▸ DATA FOR THE TASK
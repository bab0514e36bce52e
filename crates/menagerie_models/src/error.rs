//! # Model Error Types
//!
//! All errors that can occur while configuring or selecting models.
//! Building a model never fails.

use std::path::PathBuf;

use thiserror::Error;

/// Errors that can occur in the model layer.
#[derive(Error, Debug, Clone, PartialEq, Eq)]
pub enum ModelError {
    /// No species goes by this name.
    #[error("unknown species: {0}")]
    UnknownSpecies(String),

    /// Configuration text could not be parsed or holds unusable values.
    #[error("invalid configuration: {0}")]
    InvalidConfig(String),

    /// Configuration file could not be read.
    #[error("failed to read configuration {path:?}: {reason}")]
    ConfigRead {
        /// File that was requested.
        path: PathBuf,
        /// Underlying I/O failure.
        reason: String,
    },
}

/// Result type for model operations.
pub type ModelResult<T> = Result<T, ModelError>;
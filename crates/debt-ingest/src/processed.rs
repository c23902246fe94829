//! Reloading the processed table written by an earlier preprocessing run.

use std::path::Path;

use polars::prelude::{AnyValue, CsvReadOptions, DataFrame, SerReader};
use tracing::info;

use debt_common::{any_to_f64, any_to_i64};
use debt_model::{Metric, ProcessedRow, YEAR_COLUMN};

use crate::error::{IngestError, Result};

/// Reads a processed table back into typed rows.
///
/// Every processed column must be present. Empty growth-rate cells become
/// `None`; any other empty or non-numeric cell is an error.
pub fn read_processed_table(path: &Path) -> Result<Vec<ProcessedRow>> {
    if !path.exists() {
        return Err(IngestError::FileNotFound {
            path: path.to_path_buf(),
        });
    }
    let df = CsvReadOptions::default()
        .with_has_header(true)
        .with_infer_schema_length(Some(100))
        .try_into_reader_with_file_path(Some(path.to_path_buf()))
        .map_err(|e| IngestError::CsvParse {
            path: path.to_path_buf(),
            message: e.to_string(),
        })?
        .finish()
        .map_err(|e| IngestError::CsvParse {
            path: path.to_path_buf(),
            message: e.to_string(),
        })?;
    let rows = processed_rows_from_frame(&df, path)?;
    info!(path = %path.display(), rows = rows.len(), "processed table reloaded");
    Ok(rows)
}

/// Converts a processed-table DataFrame into typed rows.
pub fn processed_rows_from_frame(df: &DataFrame, path: &Path) -> Result<Vec<ProcessedRow>> {
    let names: Vec<&str> = std::iter::once(YEAR_COLUMN)
        .chain(Metric::ALL.iter().map(|metric| metric.label()))
        .collect();
    for name in &names {
        if df.column(name).is_err() {
            return Err(IngestError::MissingColumn {
                column: (*name).to_string(),
                path: path.to_path_buf(),
            });
        }
    }

    let mut rows = Vec::with_capacity(df.height());
    for idx in 0..df.height() {
        let year_value = df.column(YEAR_COLUMN)?.get(idx)?;
        let year = any_to_i64(year_value.clone())
            .and_then(|year| i32::try_from(year).ok())
            .ok_or_else(|| invalid(YEAR_COLUMN, &year_value, path))?;

        let mut required = Vec::with_capacity(5);
        for metric in &Metric::ALL[..5] {
            let value = df.column(metric.label())?.get(idx)?;
            let number =
                any_to_f64(value.clone()).ok_or_else(|| invalid(metric.label(), &value, path))?;
            required.push(number);
        }
        let growth = any_to_f64(df.column(Metric::AnnualGrowthRate.label())?.get(idx)?);

        let row = ProcessedRow::new(
            year,
            required[0],
            required[1],
            required[2],
            required[3],
            required[4],
        )
        .and_then(|row| row.with_growth_rate(growth))
        .map_err(|source| IngestError::Record {
            path: path.to_path_buf(),
            source,
        })?;
        rows.push(row);
    }
    Ok(rows)
}

fn invalid(field: &str, value: &AnyValue<'_>, path: &Path) -> IngestError {
    IngestError::InvalidValue {
        field: field.to_string(),
        value: value.to_string(),
        path: path.to_path_buf(),
    }
}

▸ WORK INSTRUCTION
The line with "rows.push(row);" and all the lines after it in the records above are to be output exactly, with nothing added.

▸ ANSWER SECTION
        rows.push(row);
    }
    Ok(rows)
}

fn invalid(field: &str, value: &AnyValue<'_>, path: &Path) -> IngestError {
    IngestError::InvalidValue {
        field: field.to_string(),
        value: value.to_string(),
        path: path.to_path_buf(),
    }
}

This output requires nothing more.